À l'aube des années 1950,
John Ford, le légendaire cinéaste à qui l'on doit déjà des chefs-d'œuvre tels que
La chevauchée fantastique ou
Rio Grande, s'attelle à un nouveau western épique. Il s'agit de porter à l'écran le roman éponyme d'
Alan Le May, lui-même inspiré d'une sordide histoire vraie : l'enlèvement d'une jeune fille blanche par des Comanches au Texas en 1836. Ainsi nait
La prisonnière du désert, tourné dans les décors mythiques de Monument valley, en Technicolor et en Cinemascope. Un projet ambitieux qui marquera la 16
e collaboration entre
Ford et son acteur fétiche,
John Wayne.
L'intrigue de
La prisonnière du désert nous plonge dans le rude Ouest américain d'après la Guerre de Sécession.
Ethan Edwards, un vétéran amer et raciste interprété par
John Wayne, part sur les traces de sa nièce
Debbie, enlevée lors d'un raid comanche meurtrier. Accompagné de
Martin Pawley, son neveu adoptif métis,
Ethan se lance dans une quête impitoyable à travers les grands espaces hostile de l'Ouest.
D'emblée, le scénario inscrit
La prisonnière du désert dans la veine des plus grands westerns, convoquant les figures archétypales du genre, mais
Ford parvient à éviter l'écueil des clichés éculés grâce à une certaine complexité des personnages principaux.
Ethan Edwards, campé avec une noirceur rarement égalée par
John Wayne, est un anti-héros torturé, prisonnier de sa soif de vengeance et de son intolérance. De fait, cette composition marqua une étape dans la carrière de la star, qui décida même de donner à l'un de ses fils le prénom d'
Ethan. À ses côtés,
Jeffrey Hunter, l'un des acteurs fétiches de
Ford, apporte avec son personnage de
Martin Pawley un contrepoint humaniste bienvenu. La confrontation tragique entre ces deux hommes aux idéaux divergents confère à l'œuvre une dimension philosophique prenante.
Au-delà du scénario haletant,
La prisonnière du désert marque surtout par son approche nuancée du choc des cultures et de la conquête de l'Ouest. Loin des postures manichéennes, le film dresse un constat lucide sur les violents affrontements entre colons et Amérindiens que la fièvre expansionniste opposa. Une réflexion d'autant plus frappante qu'elle se déploie sur les toiles de fond grandioses de Monument valley, sublime théâtre des haines séculaires entre deux mondes condamnés à s'entredéchirer.
La réalisation sobre et maîtrisée de
Ford sublime ces thématiques poignantes. Malgré quelques longueurs, le rythme reste tendu sur le fil de cette épopée dépouillée. La photographie, d'une beauté à couper le souffle, saisit avec brio la démesure hostile mais sublime de ces contrées. Un parti pris esthétique renforcé par l'utilisation novatrice du Cinemascope et de la couleur, une première pour
Ford qui avait pris l'habitude, très avant-gardiste pour l'époque, de filmer les coulisses de ses tournages.

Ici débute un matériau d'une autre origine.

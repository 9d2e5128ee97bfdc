//! End-to-end loop behavior against scripted backends.

mod common;

use std::sync::Arc;

use common::*;
use relay_domain::config::{AgentConfig, SafetyMode};
use relay_domain::run::{RunErrorKind, RunStatus};
use relay_runtime::{Agent, RunOptions};
use relay_safety::ApprovalDecision;

fn ask_config() -> AgentConfig {
    let mut config = AgentConfig::default();
    config.safety.mode = SafetyMode::Ask;
    config
}

#[tokio::test]
async fn minimal_text_completion() {
    let dir = tempfile::tempdir().unwrap();
    let backend = arc_backend(vec![text_turn("hi")]);
    let agent = Agent::builder(backend)
        .model("fake-model")
        .workspace_root(dir.path())
        .build()
        .unwrap();

    let result = agent.run("say hi").await;
    assert_eq!(result.status, RunStatus::Completed);
    assert_eq!(result.final_output, "hi");
    assert!(!result.wal_locator.is_empty());
    assert_eq!(result.events_path.as_deref(), Some(result.wal_locator.as_str()));

    let events = wal_events(dir.path(), &result.run_id);
    assert_subsequence(
        &kinds(&events),
        &[
            "run_started",
            "llm_request_started",
            "llm_response_delta",
            "run_completed",
        ],
    );

    // Timestamps are monotonic non-decreasing in append order.
    let timestamps: Vec<&String> = events.iter().map(|e| &e.timestamp).collect();
    let mut sorted = timestamps.clone();
    sorted.sort();
    assert_eq!(timestamps, sorted);
}

#[tokio::test]
async fn approved_tool_then_complete() {
    let dir = tempfile::tempdir().unwrap();
    let backend = arc_backend(vec![
        tool_call_turn(
            "c1",
            "file_write",
            serde_json::json!({"path": "hello.txt", "content": "hi", "create_dirs": true}),
        ),
        text_turn("done"),
    ]);
    let agent = Agent::builder(backend)
        .model("fake-model")
        .workspace_root(dir.path())
        .config(ask_config())
        .approval_provider(Arc::new(FixedApprover(ApprovalDecision::Approved)))
        .build()
        .unwrap();

    let result = agent.run("write a file").await;
    assert_eq!(result.status, RunStatus::Completed);
    assert_eq!(result.final_output, "done");
    assert_eq!(
        std::fs::read_to_string(dir.path().join("hello.txt")).unwrap(),
        "hi"
    );

    let events = wal_events(dir.path(), &result.run_id);
    assert_subsequence(
        &kinds(&events),
        &[
            "run_started",
            "llm_request_started",
            "tool_call_requested",
            "approval_requested",
            "approval_decided",
            "tool_call_started",
            "tool_call_finished",
            "llm_request_started",
            "run_completed",
        ],
    );

    let decided = events
        .iter()
        .find(|e| e.kind == "approval_decided")
        .unwrap();
    assert_eq!(decided.payload["decision"], "approved");

    // The sanitized approval request carries a content descriptor, not
    // the file content.
    let requested = events
        .iter()
        .find(|e| e.kind == "approval_requested")
        .unwrap();
    assert!(requested.payload["request"]["content"]["content_sha256"].is_string());
    assert!(requested.payload["request"]["content"].get("bytes").is_some());
}

#[tokio::test]
async fn denied_approval_does_not_execute_tool() {
    let dir = tempfile::tempdir().unwrap();
    let backend = arc_backend(vec![
        tool_call_turn(
            "c1",
            "file_write",
            serde_json::json!({"path": "blocked.txt", "content": "hi"}),
        ),
        text_turn("understood"),
    ]);
    let agent = Agent::builder(backend)
        .model("fake-model")
        .workspace_root(dir.path())
        .config(ask_config())
        .approval_provider(Arc::new(FixedApprover(ApprovalDecision::Denied)))
        .build()
        .unwrap();

    let result = agent.run("try to write").await;
    assert_eq!(result.status, RunStatus::Completed);
    assert!(!dir.path().join("blocked.txt").exists());

    let events = wal_events(dir.path(), &result.run_id);
    let event_kinds = kinds(&events);
    // The tool never started.
    assert!(!event_kinds.contains(&"tool_call_started".to_owned()));
    let finished = events
        .iter()
        .find(|e| e.kind == "tool_call_finished")
        .unwrap();
    assert_eq!(finished.payload["result"]["error_kind"], "permission");
}

#[tokio::test]
async fn repeated_denial_aborts_run() {
    let dir = tempfile::tempdir().unwrap();
    let args = serde_json::json!({"path": "blocked.txt", "content": "hi"});
    let backend = arc_backend(vec![
        tool_call_turn("c1", "file_write", args.clone()),
        tool_call_turn("c2", "file_write", args),
        // Never reached: the second denial terminates the run.
        text_turn("unreachable"),
    ]);
    let agent = Agent::builder(backend)
        .model("fake-model")
        .workspace_root(dir.path())
        .config(ask_config())
        .approval_provider(Arc::new(FixedApprover(ApprovalDecision::Denied)))
        .build()
        .unwrap();

    let result = agent.run("keep trying").await;
    assert_eq!(result.status, RunStatus::Failed);
    assert_eq!(
        result.error.as_ref().unwrap().error_kind,
        RunErrorKind::ApprovalDenied
    );

    let events = wal_events(dir.path(), &result.run_id);
    let failed = events.iter().rfind(|e| e.kind == "run_failed").unwrap();
    assert_eq!(failed.payload["error_kind"], "approval_denied");
}

#[tokio::test]
async fn missing_approval_provider_fails_fast() {
    let dir = tempfile::tempdir().unwrap();
    let backend = arc_backend(vec![
        tool_call_turn(
            "c1",
            "shell_exec",
            serde_json::json!({"argv": ["echo", "hi"]}),
        ),
        text_turn("unreachable"),
    ]);
    let agent = Agent::builder(backend)
        .model("fake-model")
        .workspace_root(dir.path())
        .config(ask_config())
        .build()
        .unwrap();

    let result = agent.run("run a command").await;
    assert_eq!(result.status, RunStatus::Failed);
    assert_eq!(
        result.error.as_ref().unwrap().error_kind,
        RunErrorKind::ConfigError
    );
}

#[tokio::test]
async fn max_steps_budget_fails_run() {
    let dir = tempfile::tempdir().unwrap();
    std::fs::write(dir.path().join("a.txt"), "content").unwrap();
    let mut config = AgentConfig::default();
    config.run.max_steps = 1;

    let backend = arc_backend(vec![
        tool_call_turn("c1", "file_read", serde_json::json!({"path": "a.txt"})),
        tool_call_turn("c2", "file_read", serde_json::json!({"path": "a.txt"})),
        text_turn("unreachable"),
    ]);
    let agent = Agent::builder(backend)
        .model("fake-model")
        .workspace_root(dir.path())
        .config(config)
        .build()
        .unwrap();

    let result = agent.run("read twice").await;
    assert_eq!(result.status, RunStatus::Failed);
    let error = result.error.as_ref().unwrap();
    assert_eq!(error.error_kind, RunErrorKind::BudgetExceeded);
    assert!(!error.retryable);

    let events = wal_events(dir.path(), &result.run_id);
    // Exactly one executed tool call before the budget fired.
    let started = events.iter().filter(|e| e.kind == "tool_call_started").count();
    assert_eq!(started, 1);
    let failed = events.iter().rfind(|e| e.kind == "run_failed").unwrap();
    assert_eq!(failed.payload["error_kind"], "budget_exceeded");
    assert_eq!(failed.payload["retryable"], false);
}

#[tokio::test]
async fn human_can_raise_an_exhausted_step_budget() {
    use async_trait::async_trait;
    use relay_domain::error::Result as DomainResult;
    use relay_tools::HumanIoProvider;
    use serde_json::Value;

    struct RaiseBudget;

    #[async_trait]
    impl HumanIoProvider for RaiseBudget {
        async fn request_human_input(
            &self,
            _call_id: &str,
            _question: &str,
            _choices: Option<&[String]>,
            _context: Option<&Value>,
            _timeout_ms: Option<u64>,
        ) -> DomainResult<String> {
            Ok("increase_budget".into())
        }
    }

    let dir = tempfile::tempdir().unwrap();
    std::fs::write(dir.path().join("a.txt"), "content").unwrap();
    let mut config = AgentConfig::default();
    config.run.max_steps = 1;
    config.run.increase_budget_extra_steps = 5;

    let backend = arc_backend(vec![
        tool_call_turn("c1", "file_read", serde_json::json!({"path": "a.txt"})),
        tool_call_turn("c2", "file_read", serde_json::json!({"path": "a.txt"})),
        text_turn("finished after raise"),
    ]);
    let agent = Agent::builder(backend)
        .model("fake-model")
        .workspace_root(dir.path())
        .config(config)
        .human_io(Arc::new(RaiseBudget))
        .build()
        .unwrap();

    let result = agent.run("read twice").await;
    assert_eq!(result.status, RunStatus::Completed);
    assert_eq!(result.final_output, "finished after raise");

    let events = wal_events(dir.path(), &result.run_id);
    let started = events.iter().filter(|e| e.kind == "tool_call_started").count();
    assert_eq!(started, 2);
    let response = events.iter().find(|e| e.kind == "human_response").unwrap();
    assert_eq!(response.payload["answer"], "increase_budget");
}

#[tokio::test]
async fn started_and_finished_pair_per_executed_call() {
    let dir = tempfile::tempdir().unwrap();
    std::fs::write(dir.path().join("a.txt"), "x").unwrap();
    let backend = arc_backend(vec![
        tool_call_turn("c1", "file_read", serde_json::json!({"path": "a.txt"})),
        text_turn("done"),
    ]);
    let agent = Agent::builder(backend)
        .model("fake-model")
        .workspace_root(dir.path())
        .build()
        .unwrap();

    let result = agent.run("read it").await;
    let events = wal_events(dir.path(), &result.run_id);

    let started: Vec<_> = events
        .iter()
        .filter(|e| e.kind == "tool_call_started")
        .collect();
    let finished: Vec<_> = events
        .iter()
        .filter(|e| e.kind == "tool_call_finished")
        .collect();
    assert_eq!(started.len(), 1);
    assert_eq!(finished.len(), 1);
    assert_eq!(started[0].payload["call_id"], finished[0].payload["call_id"]);

    let started_idx = events.iter().position(|e| e.kind == "tool_call_started");
    let finished_idx = events.iter().position(|e| e.kind == "tool_call_finished");
    assert!(started_idx < finished_idx);
}

#[tokio::test]
async fn custom_tool_allowlisted_runs_without_approval() {
    use async_trait::async_trait;
    use relay_domain::tool::{ToolCall, ToolResult, ToolSpec};
    use relay_tools::{ToolExecutionContext, ToolHandler};

    struct PingTool;

    #[async_trait]
    impl ToolHandler for PingTool {
        async fn call(&self, _call: &ToolCall, _ctx: &ToolExecutionContext) -> ToolResult {
            ToolResult::ok_payload("pong", None, 0)
        }
    }

    let dir = tempfile::tempdir().unwrap();
    let mut config = ask_config();
    config.safety.tool_allowlist = vec!["ping".into()];

    let backend = arc_backend(vec![
        tool_call_turn("c1", "ping", serde_json::json!({})),
        text_turn("done"),
    ]);
    let agent = Agent::builder(backend)
        .model("fake-model")
        .workspace_root(dir.path())
        .config(config)
        .tool(
            ToolSpec {
                name: "ping".into(),
                description: "ping".into(),
                parameters: serde_json::json!({"type": "object", "properties": {}}),
                requires_approval: None,
                sandbox_policy: None,
                idempotency: None,
            },
            Arc::new(PingTool),
        )
        .build()
        .unwrap();

    let result = agent.run("ping").await;
    assert_eq!(result.status, RunStatus::Completed);

    let events = wal_events(dir.path(), &result.run_id);
    let event_kinds = kinds(&events);
    assert!(!event_kinds.contains(&"approval_requested".to_owned()));
    let finished = events
        .iter()
        .find(|e| e.kind == "tool_call_finished")
        .unwrap();
    assert_eq!(finished.payload["result"]["stdout"], "pong");
}

#[tokio::test]
async fn invalid_raw_arguments_fail_closed() {
    use relay_domain::stream::{ChatStreamEvent, ToolCallDelta};

    let dir = tempfile::tempdir().unwrap();
    let backend = arc_backend(vec![
        ScriptStep::Events(vec![
            ChatStreamEvent::ToolCalls {
                tool_calls: vec![ToolCallDelta::complete("c1", "file_read", "{\"path\":")],
            },
            ChatStreamEvent::Completed {
                finish_reason: Some("tool_calls".into()),
                usage: None,
            },
        ]),
        text_turn("recovered"),
    ]);
    let agent = Agent::builder(backend)
        .model("fake-model")
        .workspace_root(dir.path())
        .build()
        .unwrap();

    let result = agent.run("bad args").await;
    assert_eq!(result.status, RunStatus::Completed);

    let events = wal_events(dir.path(), &result.run_id);
    assert!(!kinds(&events).contains(&"tool_call_started".to_owned()));
    let finished = events
        .iter()
        .find(|e| e.kind == "tool_call_finished")
        .unwrap();
    assert_eq!(finished.payload["result"]["error_kind"], "validation");
}

#[tokio::test]
async fn cancelled_run_emits_run_cancelled() {
    let dir = tempfile::tempdir().unwrap();
    let backend = arc_backend(vec![text_turn("never read")]);
    let agent = Agent::builder(backend)
        .model("fake-model")
        .workspace_root(dir.path())
        .build()
        .unwrap();

    agent.cancel_token().cancel();
    let result = agent.run("do something").await;
    assert_eq!(result.status, RunStatus::Cancelled);

    let events = wal_events(dir.path(), &result.run_id);
    assert_eq!(events.last().unwrap().kind, "run_cancelled");
    assert!(events.last().unwrap().payload["wal_locator"].is_string());
}

#[tokio::test]
async fn run_stream_yields_events_live() {
    let dir = tempfile::tempdir().unwrap();
    let backend = arc_backend(vec![text_turn("hi")]);
    let agent = Agent::builder(backend)
        .model("fake-model")
        .workspace_root(dir.path())
        .build()
        .unwrap();

    let (run_id, mut rx, handle) = agent.run_stream("say hi", RunOptions::default());
    let mut streamed = Vec::new();
    while let Some(ev) = rx.recv().await {
        assert_eq!(ev.run_id, run_id);
        streamed.push(ev.kind);
    }
    let result = handle.await.unwrap();
    assert_eq!(result.status, RunStatus::Completed);
    assert_eq!(streamed.first().map(String::as_str), Some("run_started"));
    assert_eq!(streamed.last().map(String::as_str), Some("run_completed"));
}

#[tokio::test]
async fn secrets_are_redacted_from_streamed_text() {
    let dir = tempfile::tempdir().unwrap();
    let backend = arc_backend(vec![text_turn("the token is sk-verysecret123")]);
    let agent = Agent::builder(backend)
        .model("fake-model")
        .workspace_root(dir.path())
        .redaction_value("sk-verysecret123")
        .build()
        .unwrap();

    let result = agent.run("leak it").await;
    assert_eq!(result.final_output, "the token is <redacted>");

    let events = wal_events(dir.path(), &result.run_id);
    for ev in &events {
        assert!(
            !ev.payload.to_string().contains("sk-verysecret123"),
            "secret leaked in {}",
            ev.kind
        );
    }
}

Que dire enfin des interprètes ? Si
John Wayne est évidemment magistral, ne cédant ni à la facilité ni au sur-jeu malgré un rôle d'une noirceur inégalée, la performance de
Natalie Wood en jeune fille kidnappée force le respect. La future star de
West side story apporte beaucoup de nuances à son rôle de
Debbie, épaulée dans les scènes d'enfance par sa propre sœur
Lana Wood. Quant à
Jeffrey Hunter, sa composition sobre mais intensément humaine de
Martin Pawley fait merveille. À leurs côtés, d'autres fidèles de
Ford comme
Vera Miles ou
Harry Carey Jr., fils du regretté
Harry Carey à qui le film rend hommage, complètent un
casting de haut vol.
La prisonnière du désert n'est certes pas un chef-d'œuvre absolument parfait. Son rythme inégal et ses figures parfois trop typées lui valent quelques défauts. Mais l'immense majorité de ses qualités éclipsent largement ses petits travers. Du traitement réussi des thèmes majeurs jusqu'à la beauté époustouflante des paysages en passant par la noirceur inédite du rôle de
Wayne, ce western référentiel laisse une empreinte indélébile. Une fresque d'une ambition rarement égalée, portée par un cinéaste au sommet de son art. Un classique incontournable, même si mon admiration pour cette œuvre demeure tempérée tant je reste hermétique aux westerns.